Earlier this week, the Commodity Futures Trading Commission (CFTC) and the US Securities and Exchange Commission (SEC) met in Washington D.C. to discuss their applicable roles in Blockchain, virtual currencies, and ICOs. The open-air session took place over two hours, and both sides were given an opportunity to put forward their opinion and views in the form of a testimony.

Prior to the meeting, J. Christopher Giancarlo who holds the position of chairman and witness for the CFTC, voiced his optimism in the field of Blockchain and the many ways in which financial institutions, charities, agriculture, social services, and logistics can all utilise the technology to benefit themselves and their operations. Giancarlo even went as far as to press for more freedoms for DLT and made numerous comparisons between it and the internet:

This simple approach is well-recognized as the enlightened regulatory underpinning of the Internet that brought about such profound changes to human society. During the almost 20 years of “do no harm” regulation, a massive amount of investment was made in the Internet’s infrastructure. It yielded a rapid expansion in access that supported swift deployment and mass adoption of Internet-based technologies. Internet-based innovations have revolutionized nearly every aspect of American life, from telecommunications to commerce, transportation and research and development. [“Do] no harm” was unquestionably the right approach to the development of the Internet. Similarly, I believe that “do no harm” is the right overarching approach for distributed ledger technology.”

Despite his enthusiasm, Giancarlo stated that the world of digital currencies was in need of more regulatory oversight, particularly when considering the threat of fraud and manipulation. He concluded by addressing both the SEC and CFTC and calling for them to not stifle the growth of this burgeoning sector. Calling virtual currencies, a “paradigm shift in how we think”, he stressed that this technology is not going anywhere and instead a way must be found to allow it to complement economic activity.

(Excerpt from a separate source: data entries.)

//! Premise bootstrap: producing a story description and full metadata
//! before any scene is generated.
//!
//! Both prompts are few-shot: the model is shown one complete example
//! exchange, then asked for another of the same shape. The metadata
//! example below is the canonical fixture the model imitates, so its JSON
//! key spelling is load-bearing.

use std::time::Duration;

use crate::core::generator::{complete_json, Generator, GeneratorError};
use crate::schema::message::ChatMessage;
use crate::schema::metadata::{Character, FirstScene, StoryMetadata, Worldview};

const EXAMPLE_DESCRIPTION: &str = "High above a cloud-drowned world, salvager Wren \
Calloway boards a derelict sky-fortress said to hold the last map of the sunken \
lands. Hunted by a rival guild and aided by a clockwork navigator with a stolen \
soul, she must outwit ancient wardens and her own crew to claim it.";

/// The complete example story shown to the model as a one-shot.
pub fn example_metadata() -> StoryMetadata {
    StoryMetadata {
        title: "The Last Map of the Sunken Lands".to_string(),
        description: EXAMPLE_DESCRIPTION.to_string(),
        characters: vec![
            Character {
                name: "Wren Calloway".to_string(),
                role: "Sky salvager".to_string(),
                traits: vec![
                    "resourceful".to_string(),
                    "stubborn".to_string(),
                    "sharp-tongued".to_string(),
                ],
                description: "A salvager who climbs wrecks no one else dares to, \
                              chasing the one find that could buy back her family's ship."
                    .to_string(),
                is_main: true,
            },
            Character {
                name: "Cog".to_string(),
                role: "Clockwork navigator".to_string(),
                traits: vec![
                    "loyal".to_string(),
                    "literal-minded".to_string(),
                    "haunted".to_string(),
                ],
                description: "An automaton carrying the stolen soul of a long-dead \
                              cartographer, who remembers routes nobody has flown in a century."
                    .to_string(),
                is_main: false,
            },
            Character {
                name: "Captain Ilsa Dray".to_string(),
                role: "Rival guild captain".to_string(),
                traits: vec![
                    "ruthless".to_string(),
                    "charismatic".to_string(),
                    "patient".to_string(),
                ],
                description: "Leader of the Brasswake Guild, who wants the map for \
                              reasons she has never told even her own crew."
                    .to_string(),
                is_main: false,
            },
            Character {
                name: "The Warden of the Fortress".to_string(),
                role: "Guardian".to_string(),
                traits: vec![
                    "ancient".to_string(),
                    "implacable".to_string(),
                    "bound".to_string(),
                ],
                description: "A storm-bound sentinel woven into the fortress itself, \
                              sworn to keep the map from every living hand."
                    .to_string(),
                is_main: false,
            },
        ],
        worldview: Worldview {
            setting: "Chains of floating islands and drifting wrecks above an endless \
                      sea of cloud that swallowed the old world."
                .to_string(),
            time_period: "Generations after the Drowning, in a fraying age of salvage."
                .to_string(),
            technology_level: "Brass-and-canvas airships and clockwork automata, built \
                               from scavenged relics nobody can make anymore."
                .to_string(),
            magic_system: "Old-world soulbinding: memories and spirits can be sealed \
                           into machines, at a price paid by the binder."
                .to_string(),
        },
        themes: vec![
            "Salvage".to_string(),
            "Betrayal".to_string(),
            "Memory".to_string(),
            "Freedom".to_string(),
        ],
        first_introduction_scene: FirstScene {
            text: "Wren's skiff bumps against the hull of the derelict fortress, its \
                   gun ports dark and its anchor chains trailing into the cloud sea. \
                   Somewhere below, Brasswake engines are already droning closer."
                .to_string(),
            choice: "Board the fortress".to_string(),
        },
    }
}

/// Ask the model for a fresh 2-3 sentence story description.
pub fn generate_description(generator: &dyn Generator) -> Result<String, GeneratorError> {
    let reply = generator.generate(&[
        ChatMessage::system("You are the best storyteller."),
        ChatMessage::user("Give me a 2-3 sentence story description."),
        ChatMessage::assistant(EXAMPLE_DESCRIPTION),
        ChatMessage::user("Give me another 2-3 sentence story description."),
    ])?;
    Ok(reply.trim().to_string())
}

/// Expand a description into full story metadata, retrying until the model
/// produces a parseable document.
pub fn generate_metadata(
    generator: &dyn Generator,
    description: &str,
    retry_pause: Duration,
) -> Result<StoryMetadata, GeneratorError> {
    let example = serde_json::to_string(&example_metadata()).unwrap_or_default();
    let mut transcript = vec![
        ChatMessage::system("You only output valid JSON."),
        ChatMessage::user(format!(
            "Output the complete json (ONLY JSON) for an interactive story quest \
             with the following description: {EXAMPLE_DESCRIPTION}"
        )),
        ChatMessage::assistant(example),
        ChatMessage::user(format!(
            "Output the complete json for an interactive story quest with the \
             following description: {description}"
        )),
    ];
    complete_json(generator, &mut transcript, retry_pause, |_: &StoryMetadata| Ok(()))
}

#[cfg(test)]
mod tests {
    use super::*;
    use std::sync::Mutex;

    struct Scripted(Mutex<Vec<String>>);

    impl Scripted {
        fn new(replies: &[&str]) -> Self {
            let mut list: Vec<String> = replies.iter().map(|s| s.to_string()).collect();
            list.reverse();
            Self(Mutex::new(list))
        }
    }

    impl Generator for Scripted {
        fn generate(&self, _messages: &[ChatMessage]) -> Result<String, GeneratorError> {
            self.0
                .lock()
                .unwrap()
                .pop()
                .ok_or_else(|| GeneratorError::Api("script exhausted".to_string()))
        }
    }

    #[test]
    fn example_metadata_round_trips_as_json() {
        let json = serde_json::to_string(&example_metadata()).unwrap();
        let back: StoryMetadata = serde_json::from_str(&json).unwrap();
        assert_eq!(back, example_metadata());
        assert!(json.contains("\"isMain\":true"));
    }

    #[test]
    fn description_is_trimmed() {
        let gen = Scripted::new(&["  A story about a lighthouse.  \n"]);
        assert_eq!(
            generate_description(&gen).unwrap(),
            "A story about a lighthouse."
        );
    }

    #[test]
    fn metadata_generation_retries_until_valid() {
        let valid = serde_json::to_string(&example_metadata()).unwrap();
        let gen = Scripted::new(&["I cannot output JSON, sorry", valid.as_str()]);

        let meta = generate_metadata(&gen, "any description", Duration::ZERO).unwrap();
        assert_eq!(meta.title, example_metadata().title);
    }
}
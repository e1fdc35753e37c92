//! Storyloom — branching interactive story generation driven by chat models.
//!
//! Grows a tree of scenes and choices by repeatedly prompting a language
//! model: every unresolved choice is expanded depth-first until all branches
//! reach the configured scene count, and the whole tree is republished to a
//! snapshot file after each mutation so external viewers can poll it.

pub mod core;
pub mod schema;
//! Fan-out sampling: how many choices a non-final scene offers.
//!
//! Weights are configured once per run, for branch counts of 2 and up; the
//! weight of branch count 1 is the remainder after subtracting the others
//! from 1.0. The drawn counts determine the shape of the tree, so the
//! whole table is validated before any generation starts.

use rand::distributions::{Distribution, WeightedIndex};
use rand::rngs::StdRng;
use rustc_hash::FxHashMap;
use thiserror::Error;

#[derive(Debug, Error, PartialEq)]
pub enum WeightError {
    #[error("invalid weight spec '{0}': expected 'count:weight', e.g. '2:0.3'")]
    BadSpec(String),
    #[error("branch count {0} cannot carry a weight (minimum is 2)")]
    BadBranchCount(u32),
    #[error("branch count {0} configured twice")]
    DuplicateBranchCount(u32),
    #[error("weight {1} for branch count {0} is not a finite non-negative number")]
    BadWeight(u32, f64),
    #[error("configured weights sum to {0}, leaving no probability for branch count 1")]
    Oversubscribed(f64),
}

/// Validated branch-count weight table.
#[derive(Debug, Clone, PartialEq)]
pub struct FanoutWeights {
    /// (branch count, probability) pairs sorted by branch count, with the
    /// derived entry for 1 included. Deterministic order keeps seeded
    /// sampling reproducible.
    entries: Vec<(u32, f64)>,
}

impl Default for FanoutWeights {
    /// No configured weights: branch count 1 carries the whole remainder.
    fn default() -> Self {
        Self {
            entries: vec![(1, 1.0)],
        }
    }
}

impl FanoutWeights {
    /// Build from explicit branch-count → weight pairs (counts ≥ 2 only).
    pub fn new(weights: &FxHashMap<u32, f64>) -> Result<Self, WeightError> {
        let mut entries: Vec<(u32, f64)> = Vec::with_capacity(weights.len() + 1);
        for (&count, &weight) in weights {
            if count < 2 {
                return Err(WeightError::BadBranchCount(count));
            }
            if !weight.is_finite() || weight < 0.0 {
                return Err(WeightError::BadWeight(count, weight));
            }
            entries.push((count, weight));
        }

        let sum: f64 = entries.iter().map(|(_, w)| w).sum();
        // The remainder is branch count 1's probability; zero or negative
        // means the configuration left it nothing.
        if sum >= 1.0 {
            return Err(WeightError::Oversubscribed(sum));
        }
        entries.push((1, 1.0 - sum));
        entries.sort_by_key(|&(count, _)| count);
        Ok(Self { entries })
    }

    /// Parse CLI-style specs like `["2:0.3", "3:0.2"]`.
    pub fn from_specs<S: AsRef<str>>(specs: &[S]) -> Result<Self, WeightError> {
        let mut weights = FxHashMap::default();
        for spec in specs {
            let spec = spec.as_ref();
            let (count, weight) = spec
                .split_once(':')
                .ok_or_else(|| WeightError::BadSpec(spec.to_string()))?;
            let count: u32 = count
                .trim()
                .parse()
                .map_err(|_| WeightError::BadSpec(spec.to_string()))?;
            let weight: f64 = weight
                .trim()
                .parse()
                .map_err(|_| WeightError::BadSpec(spec.to_string()))?;
            if weights.insert(count, weight).is_some() {
                return Err(WeightError::DuplicateBranchCount(count));
            }
        }
        Self::new(&weights)
    }

    /// Probability assigned to a branch count (derived entry included).
    pub fn probability(&self, count: u32) -> f64 {
        self.entries
            .iter()
            .find(|&&(c, _)| c == count)
            .map(|&(_, w)| w)
            .unwrap_or(0.0)
    }

    pub fn entries(&self) -> &[(u32, f64)] {
        &self.entries
    }
}

/// Draws branch counts for non-final scenes.
#[derive(Debug, Clone)]
pub struct FanoutSampler {
    counts: Vec<u32>,
    index: WeightedIndex<f64>,
}

impl FanoutSampler {
    pub fn new(weights: &FanoutWeights) -> Self {
        let counts = weights.entries.iter().map(|&(c, _)| c).collect();
        // Weights are validated positive-sum, so the index is constructible.
        let index = WeightedIndex::new(weights.entries.iter().map(|&(_, w)| w))
            .unwrap_or_else(|_| WeightedIndex::new([1.0]).unwrap());
        Self { counts, index }
    }

    pub fn sample(&self, rng: &mut StdRng) -> u32 {
        self.counts[self.index.sample(rng)]
    }
}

The chairman of the SEC, Jay Clayton was a little less enthusiastic about virtual currencies, but he stopped short of dismissing their vital role in a new, financial ecosystem.

“To be clear, I am very optimistic that developments in financial technology will help facilitate capital formation, providing promising investment opportunities for institutional and Main Street investors alike. From a financial regulatory perspective, these developments may enable us to better monitor transactions, holdings and obligations (including credit exposures) and other activities and characteristics of our markets, thereby facilitating our regulatory mission, including, importantly, investor protection.”

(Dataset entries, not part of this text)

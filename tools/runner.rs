//! Storyloom runner — generates a complete branching story.
//!
//! Wires the CLI configuration into the expansion engine: resolves the
//! premise (generating one if none is given), validates the fan-out
//! weights before any generation starts, and runs the tree to completion
//! while a background consumer logs progress events.

use clap::Parser;
use std::sync::Arc;
use std::time::Duration;
use tracing::{debug, info};
use tracing_subscriber::EnvFilter;

use storyloom::core::engine::StoryEngine;
use storyloom::core::events::EventSink;
use storyloom::core::generator::{Generator, OpenAiChatClient};
use storyloom::core::premise::{generate_description, generate_metadata};
use storyloom::core::sampler::FanoutWeights;

#[derive(Debug, Parser)]
#[command(name = "storyloom", about = "Generate a branching interactive story")]
struct Args {
    /// Description of the interactive story; generated when omitted.
    #[arg(short, long)]
    description: Option<String>,

    /// Number of scenes on every branch, root to leaf.
    #[arg(short, long, default_value_t = 5)]
    n_scenes: usize,

    /// Branch-count weights as COUNT:WEIGHT pairs, e.g. -l 2:0.3 -l 3:0.2.
    /// The weight of 1 is inferred by subtracting the sum of the others.
    #[arg(short = 'l', long = "leaf-probabilities", value_name = "COUNT:WEIGHT")]
    leaf_probabilities: Vec<String>,

    /// Where the snapshot document is published.
    #[arg(long, default_value = "story_state.json")]
    state_file: String,

    /// Base URL of an OpenAI-compatible chat completions API.
    #[arg(long, default_value = "http://localhost:11434/v1")]
    base_url: String,

    /// Model for early scenes and metadata generation.
    #[arg(long, default_value = "qwen3:4b")]
    model: String,

    /// Cheaper model for deep scenes and description generation.
    #[arg(long, default_value = "qwen3:1.7b")]
    light_model: String,

    /// Environment variable holding the API key, if the endpoint needs one.
    #[arg(long)]
    api_key_env: Option<String>,

    /// RNG seed for reproducible tree shapes.
    #[arg(long)]
    seed: Option<u64>,

    /// Pause between retries on malformed model output, in milliseconds.
    #[arg(long, default_value_t = 500)]
    retry_pause_ms: u64,
}

fn main() {
    tracing_subscriber::fmt()
        .with_env_filter(EnvFilter::try_from_default_env().unwrap_or_else(|_| EnvFilter::new("info")))
        .init();

    let args = Args::parse();
    if let Err(e) = run(args) {
        eprintln!("Error: {e}");
        std::process::exit(1);
    }
}

fn run(args: Args) -> Result<(), Box<dyn std::error::Error>> {
    // Weight validation is fatal before any generation begins.
    let weights = FanoutWeights::from_specs(&args.leaf_probabilities)?;
    info!(weights = ?weights.entries(), "fan-out weights");

    let api_key = args
        .api_key_env
        .as_deref()
        .and_then(|name| std::env::var(name).ok());

    let mut primary = OpenAiChatClient::new(&args.base_url, &args.model);
    let mut light = OpenAiChatClient::new(&args.base_url, &args.light_model);
    if let Some(ref key) = api_key {
        primary = primary.with_api_key(key.as_str());
        light = light.with_api_key(key.as_str());
    }
    let primary: Arc<dyn Generator> = Arc::new(primary);
    let light: Arc<dyn Generator> = Arc::new(light);
    let retry_pause = Duration::from_millis(args.retry_pause_ms);

    let description = match args.description {
        Some(description) => description,
        None => {
            info!("no description provided, generating one");
            generate_description(light.as_ref())?
        }
    };
    info!(%description, "story description");

    let metadata = generate_metadata(primary.as_ref(), &description, retry_pause)?;
    info!(title = %metadata.title, "story metadata ready");

    let (sink, events) = EventSink::bus(256);
    let watcher = std::thread::spawn(move || {
        for event in events {
            debug!(?event, "story event");
        }
    });

    let mut engine = StoryEngine::builder(metadata)
        .n_scenes(args.n_scenes)
        .weights(weights)
        .state_path(args.state_file)
        .events(sink)
        .generator(primary)
        .light_generator(light)
        .retry_pause(retry_pause);
    if let Some(seed) = args.seed {
        engine = engine.seed(seed);
    }
    let mut engine = engine.build()?;

    engine.run()?;
    drop(engine); // closes the event bus
    let _ = watcher.join();
    Ok(())
}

He did, however, recognise that those who choose to actively partake in the opportunities that this technology provides, deserve to be protected by federal law and further regulation should be developed to protect these individuals from fraudsters and the like.

Recent studies have shown that as much as 10% of ICO funds raised have been lost to fraudsters and hackers, and this translates to a lot of investors losing a lot of money. Clayton address the recent step taken by Facebook to ban the advertising of ICOs on its platform and branded it a responsible step, adding that whilst it is important to pursue technological advancement, it should not be at the expense of the principles that govern the protection of investors and markets.

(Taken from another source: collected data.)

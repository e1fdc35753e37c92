//! Generation seam: the `Generator` trait, an OpenAI-compatible chat
//! client, and the retry-until-valid JSON completion loop.

use serde::de::DeserializeOwned;
use serde::{Deserialize, Serialize};
use std::time::Duration;
use thiserror::Error;
use tracing::warn;

use crate::schema::message::ChatMessage;

#[derive(Debug, Error)]
pub enum GeneratorError {
    #[error("HTTP error: {0}")]
    Http(#[from] reqwest::Error),
    #[error("generation API error: {0}")]
    Api(String),
    #[error("generation returned no content")]
    EmptyResponse,
}

/// Why a model reply could not be accepted as a payload.
///
/// These are the recoverable failures of the retry loop; the text of each
/// variant is fed back to the model as the corrective instruction.
#[derive(Debug, Error)]
pub enum PayloadError {
    #[error("the reply contains no JSON object")]
    NoJsonObject,
    #[error("the reply is not valid JSON: {0}")]
    Malformed(#[from] serde_json::Error),
    #[error("the \"choices\" array must not be empty")]
    NoChoices,
    #[error("expected exactly {expected} choice(s), got {got}")]
    ChoiceCount { expected: usize, got: usize },
}

/// An opaque text-generation capability over a role-tagged transcript.
///
/// Implementations are assumed reliable in availability but unreliable in
/// output format; format recovery is the caller's job (`complete_json`).
pub trait Generator {
    fn generate(&self, messages: &[ChatMessage]) -> Result<String, GeneratorError>;
}

/// Slice out the JSON object embedded in a model reply: everything from the
/// first `{` to the last `}`. Models routinely wrap the object in prose or
/// code fences.
pub fn extract_json(reply: &str) -> Option<&str> {
    let start = reply.find('{')?;
    let end = reply.rfind('}')?;
    if end < start {
        return None;
    }
    Some(&reply[start..=end])
}

/// Call the generator until it yields a payload that parses and passes
/// `check`.
///
/// Every failed attempt stays in the transcript: the raw reply is replayed
/// as an assistant turn, followed by a user turn describing the failure.
/// Retries are unbounded — format slips are expected to be transient — with
/// `retry_pause` between attempts. Transport errors propagate.
pub fn complete_json<T, F>(
    generator: &dyn Generator,
    transcript: &mut Vec<ChatMessage>,
    retry_pause: Duration,
    check: F,
) -> Result<T, GeneratorError>
where
    T: DeserializeOwned,
    F: Fn(&T) -> Result<(), PayloadError>,
{
    let mut attempt = 0u32;
    loop {
        attempt += 1;
        let reply = generator.generate(transcript)?;

        let failure = match parse_payload(&reply, &check) {
            Ok(value) => return Ok(value),
            Err(e) => e,
        };

        warn!(attempt, %failure, "malformed generation output, retrying");
        transcript.push(ChatMessage::assistant(reply));
        transcript.push(ChatMessage::user(format!(
            "Your previous reply was rejected: {failure}. \
             Respond again with only the JSON object, no other text."
        )));
        std::thread::sleep(retry_pause);
    }
}

fn parse_payload<T, F>(reply: &str, check: &F) -> Result<T, PayloadError>
where
    T: DeserializeOwned,
    F: Fn(&T) -> Result<(), PayloadError>,
{
    let raw = extract_json(reply).ok_or(PayloadError::NoJsonObject)?;
    let value: T = serde_json::from_str(raw)?;
    check(&value)?;
    Ok(value)
}

// --- OpenAI-compatible chat-completions client ---

#[derive(Debug, Serialize)]
struct ChatRequest<'a> {
    model: &'a str,
    messages: &'a [ChatMessage],
    temperature: f32,
    max_tokens: u32,
}

#[derive(Debug, Deserialize)]
struct ChatResponse {
    choices: Vec<ApiChoice>,
}

#[derive(Debug, Deserialize)]
struct ApiChoice {
    message: ApiMessage,
}

#[derive(Debug, Deserialize)]
struct ApiMessage {
    content: Option<String>,
}

/// Blocking client for any `/chat/completions`-shaped endpoint (OpenAI,
/// Ollama, vLLM, llama.cpp server).
pub struct OpenAiChatClient {
    client: reqwest::blocking::Client,
    base_url: String,
    api_key: Option<String>,
    model: String,
    temperature: f32,
    max_tokens: u32,
}

impl OpenAiChatClient {
    pub fn new(base_url: impl Into<String>, model: impl Into<String>) -> Self {
        Self {
            client: reqwest::blocking::Client::new(),
            base_url: base_url.into(),
            api_key: None,
            model: model.into(),
            temperature: 0.8,
            max_tokens: 2048,
        }
    }

    pub fn with_api_key(mut self, key: impl Into<String>) -> Self {
        self.api_key = Some(key.into());
        self
    }

    pub fn with_temperature(mut self, temperature: f32) -> Self {
        self.temperature = temperature;
        self
    }

    pub fn with_max_tokens(mut self, max_tokens: u32) -> Self {
        self.max_tokens = max_tokens;
        self
    }
}

impl Generator for OpenAiChatClient {
    fn generate(&self, messages: &[ChatMessage]) -> Result<String, GeneratorError> {
        let url = format!("{}/chat/completions", self.base_url.trim_end_matches('/'));
        let body = ChatRequest {
            model: &self.model,
            messages,
            temperature: self.temperature,
            max_tokens: self.max_tokens,
        };

        let mut request = self.client.post(&url).json(&body);
        if let Some(ref key) = self.api_key {
            request = request.bearer_auth(key);
        }

        let response = request.send()?;
        if !response.status().is_success() {
            let status = response.status();
            let text = response.text().unwrap_or_default();
            return Err(GeneratorError::Api(format!("{status}: {text}")));
        }

        let parsed: ChatResponse = response.json()?;
        parsed
            .choices
            .into_iter()
            .next()
            .and_then(|c| c.message.content)
            .filter(|content| !content.is_empty())
            .ok_or(GeneratorError::EmptyResponse)
    }
}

The SEC and CFTC have built a strong relationship and have both demonstrated that they are willing to work together to create a robust regulatory framework which will cover all aspects of DLT, ICOs, and virtual currencies. Whilst each area requires different levels of regulation, it is important that a one-size-fits-all approach is not adopted.

Both sides added, that whilst regulation is important, it is also imperative that education is provided to further assist in the overseeing of cryptocurrencies. It was also agreed that the best way to avoid negative situations around virtual currencies and DLT, is through the education of the masses, utilising currency jurisdictional powers over BTC to collect data and keep track of the markets, and to crack down on fraudsters who are scamming those partaking in ICO pyramid schemes, and worthless cryptocurrencies.